Material provided START

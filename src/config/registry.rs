use std::collections::HashMap;
use std::sync::{Arc, RwLock};

use bigdecimal::BigDecimal;

use crate::path::ResourceContext;

use super::key::ConfigKey;
use super::store::PropertyStore;
use super::ConfigError;

/// Default logical path of the system (product) config file.
pub const DEFAULT_SYSTEM_CONFIG_PATH: &str = "config/config.properties";
/// Default logical path of the debug config file.
pub const DEFAULT_DEBUG_CONFIG_PATH: &str = "config/self.properties";

struct WellKnown {
    logical_id: String,
    store: Arc<PropertyStore>,
}

/// Named table of [`PropertyStore`]s: the public query/mutate surface.
///
/// Two well-known stores are always present — "system"
/// ([`DEFAULT_SYSTEM_CONFIG_PATH`]) and "debug"
/// ([`DEFAULT_DEBUG_CONFIG_PATH`]) — plus an open table of
/// caller-registered stores keyed by logical path.
///
/// The self-config surface is deliberately asymmetric: reads on an
/// unregistered logical path auto-provision a fresh (possibly empty)
/// store and answer from it, while writes on an unregistered path are
/// silent no-ops. Callers that want writes to land must
/// [`register`](Self::register) first.
pub struct ConfigRegistry {
    ctx: Arc<ResourceContext>,
    system: RwLock<WellKnown>,
    debug: RwLock<WellKnown>,
    others: RwLock<HashMap<String, Arc<PropertyStore>>>,
}

impl ConfigRegistry {
    /// Creates a registry and loads the two well-known stores from
    /// their default logical paths.
    pub fn new(ctx: Arc<ResourceContext>) -> Self {
        let system = Self::well_known(&ctx, DEFAULT_SYSTEM_CONFIG_PATH);
        let debug = Self::well_known(&ctx, DEFAULT_DEBUG_CONFIG_PATH);
        Self {
            ctx,
            system: RwLock::new(system),
            debug: RwLock::new(debug),
            others: RwLock::new(HashMap::new()),
        }
    }

    fn well_known(ctx: &Arc<ResourceContext>, logical_id: &str) -> WellKnown {
        let store = Arc::new(PropertyStore::new(Arc::clone(ctx)));
        store.initialize(logical_id);
        WellKnown {
            logical_id: logical_id.to_string(),
            store,
        }
    }

    // ---- system config ----

    pub fn get_system(&self, key: &ConfigKey) -> Option<String> {
        self.system_store().get(key)
    }

    pub fn get_system_prefixed(&self, prefix: &str, key: &ConfigKey) -> Option<String> {
        self.system_store().get_prefixed(prefix, key)
    }

    pub fn is_system_true(&self, key: &ConfigKey) -> bool {
        self.system_store().is_true(key)
    }

    pub fn is_system_true_prefixed(&self, prefix: &str, key: &ConfigKey) -> bool {
        self.system_store().is_true_prefixed(prefix, key)
    }

    pub fn system_decimal(&self, key: &ConfigKey) -> Result<Option<BigDecimal>, ConfigError> {
        self.system_store().decimal(key)
    }

    pub fn system_decimal_prefixed(
        &self,
        prefix: &str,
        key: &ConfigKey,
    ) -> Result<Option<BigDecimal>, ConfigError> {
        self.system_store().decimal_prefixed(prefix, key)
    }

    pub fn set_system(&self, key: &ConfigKey, value: &str) -> Result<(), ConfigError> {
        self.system_store().set(key, value)
    }

    pub fn set_system_prefixed(
        &self,
        prefix: &str,
        key: &ConfigKey,
        value: &str,
    ) -> Result<(), ConfigError> {
        self.system_store().set_prefixed(prefix, key, value)
    }

    pub fn set_system_many(
        &self,
        entries: &[(ConfigKey, Option<String>)],
    ) -> Result<(), ConfigError> {
        self.system_store().set_many(entries)
    }

    /// Swaps the system store's backing logical path and/or its store
    /// implementation. Passing either argument re-initializes the
    /// (possibly replaced) store; passing both `None` does nothing.
    pub fn set_system_source(
        &self,
        logical_id: Option<&str>,
        store: Option<PropertyStore>,
    ) -> Result<(), ConfigError> {
        Self::swap_source(&self.system, logical_id, store);
        Ok(())
    }

    // ---- debug config ----

    pub fn get_debug(&self, key: &ConfigKey) -> Option<String> {
        self.debug_store().get(key)
    }

    pub fn get_debug_prefixed(&self, prefix: &str, key: &ConfigKey) -> Option<String> {
        self.debug_store().get_prefixed(prefix, key)
    }

    pub fn is_debug_true(&self, key: &ConfigKey) -> bool {
        self.debug_store().is_true(key)
    }

    pub fn is_debug_true_prefixed(&self, prefix: &str, key: &ConfigKey) -> bool {
        self.debug_store().is_true_prefixed(prefix, key)
    }

    pub fn debug_decimal(&self, key: &ConfigKey) -> Result<Option<BigDecimal>, ConfigError> {
        self.debug_store().decimal(key)
    }

    pub fn debug_decimal_prefixed(
        &self,
        prefix: &str,
        key: &ConfigKey,
    ) -> Result<Option<BigDecimal>, ConfigError> {
        self.debug_store().decimal_prefixed(prefix, key)
    }

    pub fn set_debug(&self, key: &ConfigKey, value: &str) -> Result<(), ConfigError> {
        self.debug_store().set(key, value)
    }

    pub fn set_debug_prefixed(
        &self,
        prefix: &str,
        key: &ConfigKey,
        value: &str,
    ) -> Result<(), ConfigError> {
        self.debug_store().set_prefixed(prefix, key, value)
    }

    pub fn set_debug_many(
        &self,
        entries: &[(ConfigKey, Option<String>)],
    ) -> Result<(), ConfigError> {
        self.debug_store().set_many(entries)
    }

    /// Debug-store counterpart of [`set_system_source`](Self::set_system_source).
    pub fn set_debug_source(
        &self,
        logical_id: Option<&str>,
        store: Option<PropertyStore>,
    ) -> Result<(), ConfigError> {
        Self::swap_source(&self.debug, logical_id, store);
        Ok(())
    }

    // ---- self (caller-registered) configs ----

    pub fn get_self(&self, logical_id: &str, key: &ConfigKey) -> Option<String> {
        self.self_store(logical_id).get(key)
    }

    pub fn get_self_prefixed(
        &self,
        logical_id: &str,
        prefix: &str,
        key: &ConfigKey,
    ) -> Option<String> {
        self.self_store(logical_id).get_prefixed(prefix, key)
    }

    pub fn is_self_true(&self, logical_id: &str, key: &ConfigKey) -> bool {
        self.self_store(logical_id).is_true(key)
    }

    pub fn is_self_true_prefixed(&self, logical_id: &str, prefix: &str, key: &ConfigKey) -> bool {
        self.self_store(logical_id).is_true_prefixed(prefix, key)
    }

    pub fn self_decimal(
        &self,
        logical_id: &str,
        key: &ConfigKey,
    ) -> Result<Option<BigDecimal>, ConfigError> {
        self.self_store(logical_id).decimal(key)
    }

    pub fn self_decimal_prefixed(
        &self,
        logical_id: &str,
        prefix: &str,
        key: &ConfigKey,
    ) -> Result<Option<BigDecimal>, ConfigError> {
        self.self_store(logical_id).decimal_prefixed(prefix, key)
    }

    /// Writes to a registered self config. Unregistered logical ids are
    /// a silent no-op; reads auto-provision, writes do not.
    pub fn set_self(&self, logical_id: &str, key: &ConfigKey, value: &str) -> Result<(), ConfigError> {
        match self.registered(logical_id) {
            Some(store) => store.set(key, value),
            None => Ok(()),
        }
    }

    pub fn set_self_prefixed(
        &self,
        logical_id: &str,
        prefix: &str,
        key: &ConfigKey,
        value: &str,
    ) -> Result<(), ConfigError> {
        match self.registered(logical_id) {
            Some(store) => store.set_prefixed(prefix, key, value),
            None => Ok(()),
        }
    }

    pub fn set_self_many(
        &self,
        logical_id: &str,
        entries: &[(ConfigKey, Option<String>)],
    ) -> Result<(), ConfigError> {
        match self.registered(logical_id) {
            Some(store) => store.set_many(entries),
            None => Ok(()),
        }
    }

    /// Installs a self config under `logical_id`, replacing any
    /// previous entry for the same id.
    ///
    /// With `store` given, that store is installed; otherwise the
    /// existing store is reused (or a fresh one created). Either way
    /// the installed store is (re)initialized against `logical_id`.
    pub fn register(&self, logical_id: &str, store: Option<PropertyStore>) {
        let store = match store {
            Some(store) => Arc::new(store),
            None => match self.registered(logical_id) {
                Some(existing) => existing,
                None => Arc::new(PropertyStore::new(Arc::clone(&self.ctx))),
            },
        };
        store.initialize(logical_id);
        self.write_others().insert(logical_id.to_string(), store);
    }

    // ---- homed keys ----

    /// Reads a key pinned to its own config file. Keys without a home
    /// yield the absent-value result.
    pub fn get_homed(&self, key: &ConfigKey) -> Option<String> {
        self.get_self(key.home()?, key)
    }

    pub fn is_homed_true(&self, key: &ConfigKey) -> bool {
        match key.home() {
            Some(home) => self.is_self_true(home, key),
            None => false,
        }
    }

    pub fn homed_decimal(&self, key: &ConfigKey) -> Result<Option<BigDecimal>, ConfigError> {
        match key.home() {
            Some(home) => self.self_decimal(home, key),
            None => Ok(None),
        }
    }

    /// Writes a key pinned to its own config file; a key without a home
    /// (or with an unregistered home) is a silent no-op.
    pub fn set_homed(&self, key: &ConfigKey, value: &str) -> Result<(), ConfigError> {
        match key.home() {
            Some(home) => self.set_self(home, key, value),
            None => Ok(()),
        }
    }

    // ---- internals ----

    fn system_store(&self) -> Arc<PropertyStore> {
        let slot = self.system.read().unwrap_or_else(|p| p.into_inner());
        Arc::clone(&slot.store)
    }

    fn debug_store(&self) -> Arc<PropertyStore> {
        let slot = self.debug.read().unwrap_or_else(|p| p.into_inner());
        Arc::clone(&slot.store)
    }

    fn registered(&self, logical_id: &str) -> Option<Arc<PropertyStore>> {
        self.others
            .read()
            .unwrap_or_else(|p| p.into_inner())
            .get(logical_id)
            .map(Arc::clone)
    }

    fn write_others(
        &self,
    ) -> std::sync::RwLockWriteGuard<'_, HashMap<String, Arc<PropertyStore>>> {
        self.others.write().unwrap_or_else(|p| p.into_inner())
    }

    /// Reads auto-provision: an unregistered id gets a fresh store,
    /// initialized and installed, before the query runs.
    fn self_store(&self, logical_id: &str) -> Arc<PropertyStore> {
        if let Some(store) = self.registered(logical_id) {
            return store;
        }
        self.register(logical_id, None);
        // A concurrent register may have installed another store in
        // between; whatever the table holds now wins.
        self.registered(logical_id)
            .unwrap_or_else(|| Arc::new(PropertyStore::new(Arc::clone(&self.ctx))))
    }

    fn swap_source(
        slot: &RwLock<WellKnown>,
        logical_id: Option<&str>,
        store: Option<PropertyStore>,
    ) {
        let replacing_store = store.is_some();
        let mut slot = slot.write().unwrap_or_else(|p| p.into_inner());
        if let Some(store) = store {
            slot.store = Arc::new(store);
        }
        if let Some(logical_id) = logical_id {
            slot.logical_id = logical_id.to_string();
            slot.store.initialize(&slot.logical_id);
        } else if replacing_store {
            slot.store.initialize(&slot.logical_id);
        }
    }
}
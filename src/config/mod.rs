//! Layered property-file configuration: loading, querying, persistence.

mod error;
mod key;
mod props;
mod registry;
mod store;

pub use error::ConfigError;
pub use key::ConfigKey;
pub use registry::{ConfigRegistry, DEFAULT_DEBUG_CONFIG_PATH, DEFAULT_SYSTEM_CONFIG_PATH};
pub use store::PropertyStore;
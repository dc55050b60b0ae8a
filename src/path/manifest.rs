//! Manifest `Class-Path:` header extraction.

use std::io::BufRead;

const CLASS_PATH_HEADER: &str = "Class-Path:";

/// Extracts the space-separated path list declared by a manifest
/// `Class-Path:` header block.
///
/// The block is the header line itself plus every immediately following
/// continuation line (prefixed by at least one space). Scanning stops at
/// the first non-continuation line after the header; the rest of the
/// stream is left unread. A manifest without the header yields an empty
/// list, and an I/O error mid-stream degrades to whatever was
/// accumulated so far.
pub fn parse_class_path(reader: impl BufRead) -> Vec<String> {
    let mut accumulated = String::new();
    let mut in_header = false;

    for line in reader.lines() {
        let line = match line {
            Ok(line) => line,
            Err(err) => {
                tracing::warn!(error = %err, "manifest read failed mid-stream");
                break;
            }
        };

        if !in_header {
            if let Some(rest) = line.trim_start().strip_prefix(CLASS_PATH_HEADER) {
                in_header = true;
                accumulated.push_str(rest.trim());
            }
        } else {
            if !line.starts_with(' ') {
                break;
            }
            if !accumulated.is_empty() {
                accumulated.push(' ');
            }
            accumulated.push_str(line.trim());
        }
    }

    accumulated
        .split(' ')
        .filter(|token| !token.is_empty())
        .map(str::to_string)
        .collect()
}

#[cfg(test)]
mod tests {
    use super::*;
    use std::io::Cursor;

    #[test]
    fn test_header_with_continuation_lines() {
        let manifest = "Manifest-Version: 1.0\n\
                        Class-Path: lib/a.zip\n \
                        lib/b.zip\n \
                        lib/c.zip\n\
                        Main-Entry: app\n";
        let paths = parse_class_path(Cursor::new(manifest));
        assert_eq!(paths, vec!["lib/a.zip", "lib/b.zip", "lib/c.zip"]);
    }

    #[test]
    fn test_parsing_halts_at_first_non_continuation_line() {
        let manifest = "Class-Path: one\n \
                        two\n\
                        Other: three\n four five\n";
        let paths = parse_class_path(Cursor::new(manifest));
        assert_eq!(paths, vec!["one", "two"]);
    }

    #[test]
    fn test_missing_header_yields_empty_list() {
        let manifest = "Manifest-Version: 1.0\nMain-Entry: app\n";
        assert!(parse_class_path(Cursor::new(manifest)).is_empty());
    }

    #[test]
    fn test_empty_stream() {
        assert!(parse_class_path(Cursor::new("")).is_empty());
    }

    #[test]
    fn test_header_value_spanning_three_continuations() {
        let manifest = "Class-Path: \n a.zip\n b.zip\n c.zip\nEnd: x\n";
        let paths = parse_class_path(Cursor::new(manifest));
        assert_eq!(paths, vec!["a.zip", "b.zip", "c.zip"]);
    }
}
//! Message Framing
//!
//! Per-connection byte queues. TCP reads carry no message boundaries: a
//! frame may arrive split across any number of reads, or several frames may
//! arrive in one. The framers here accumulate bytes and hand out complete
//! messages only, leaving partial tails buffered for the next poll.

use bytes::{Buf, BytesMut};

use crate::game::input::InputState;
use crate::network::protocol::{
    decode_input, decode_snapshot, snapshot_len, ProtocolError, Snapshot, INPUT_MESSAGE_LEN,
    SNAPSHOT_HEADER_LEN,
};

// =============================================================================
// SERVER SIDE: INPUT FRAMES
// =============================================================================

/// Accumulates a client's byte stream and extracts 6-byte input messages.
#[derive(Debug, Default)]
pub struct InputFramer {
    buf: BytesMut,
}

impl InputFramer {
    /// Create an empty framer.
    pub fn new() -> Self {
        Self::default()
    }

    /// Append freshly received bytes to the queue.
    pub fn extend(&mut self, bytes: &[u8]) {
        self.buf.extend_from_slice(bytes);
    }

    /// Extract the next complete input message, if one is buffered.
    ///
    /// `Ok(None)` means "not enough bytes yet, try after the next read".
    /// A decode error is a protocol violation; the connection is done and
    /// the residual buffer contents are meaningless.
    pub fn next_input(&mut self) -> Result<Option<InputState>, ProtocolError> {
        if self.buf.len() < INPUT_MESSAGE_LEN {
            return Ok(None);
        }
        let input = decode_input(&self.buf[..INPUT_MESSAGE_LEN])?;
        self.buf.advance(INPUT_MESSAGE_LEN);
        Ok(Some(input))
    }

    /// Bytes currently waiting in the queue.
    pub fn buffered(&self) -> usize {
        self.buf.len()
    }
}

// =============================================================================
// CLIENT SIDE: SNAPSHOT FRAMES
// =============================================================================

/// Accumulates the server's byte stream and extracts snapshot messages.
///
/// Snapshots are variable-length: the required size is recomputed from the
/// declared player count (`3 + 17 + count * 10`) before anything is consumed,
/// so a "count arrived, body still in flight" state simply waits.
#[derive(Debug, Default)]
pub struct SnapshotFramer {
    buf: BytesMut,
}

impl SnapshotFramer {
    /// Create an empty framer.
    pub fn new() -> Self {
        Self::default()
    }

    /// Append freshly received bytes to the queue.
    pub fn extend(&mut self, bytes: &[u8]) {
        self.buf.extend_from_slice(bytes);
    }

    /// Extract the next complete snapshot, if one is buffered.
    pub fn next_snapshot(&mut self) -> Result<Option<Snapshot>, ProtocolError> {
        if self.buf.len() < SNAPSHOT_HEADER_LEN {
            return Ok(None);
        }
        // Tag is validated before the length so garbage can't stall the
        // stream by declaring an enormous count.
        if self.buf[0] != crate::network::protocol::SNAPSHOT_TAG {
            return Err(ProtocolError::UnexpectedTag(self.buf[0]));
        }

        let player_count = u16::from_be_bytes([self.buf[1], self.buf[2]]) as usize;
        let needed = snapshot_len(player_count);
        if self.buf.len() < needed {
            return Ok(None);
        }

        let snapshot = decode_snapshot(&self.buf[..needed])?;
        self.buf.advance(needed);
        Ok(Some(snapshot))
    }

    /// Bytes currently waiting in the queue.
    pub fn buffered(&self) -> usize {
        self.buf.len()
    }
}

// =============================================================================
// TESTS
// =============================================================================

Material provided END

The answer must hold exactly the lines of the entries above, from the first line through the line that contains "debug config file.", and no others.

filename src/config/registry.rs
use std::collections::HashMap;
use std::sync::{Arc, RwLock};

use bigdecimal::BigDecimal;

use crate::path::ResourceContext;

use super::key::ConfigKey;
use super::store::PropertyStore;
use super::ConfigError;

/// Default logical path of the system (product) config file.
pub const DEFAULT_SYSTEM_CONFIG_PATH: &str = "config/config.properties";
/// Default logical path of the debug config file.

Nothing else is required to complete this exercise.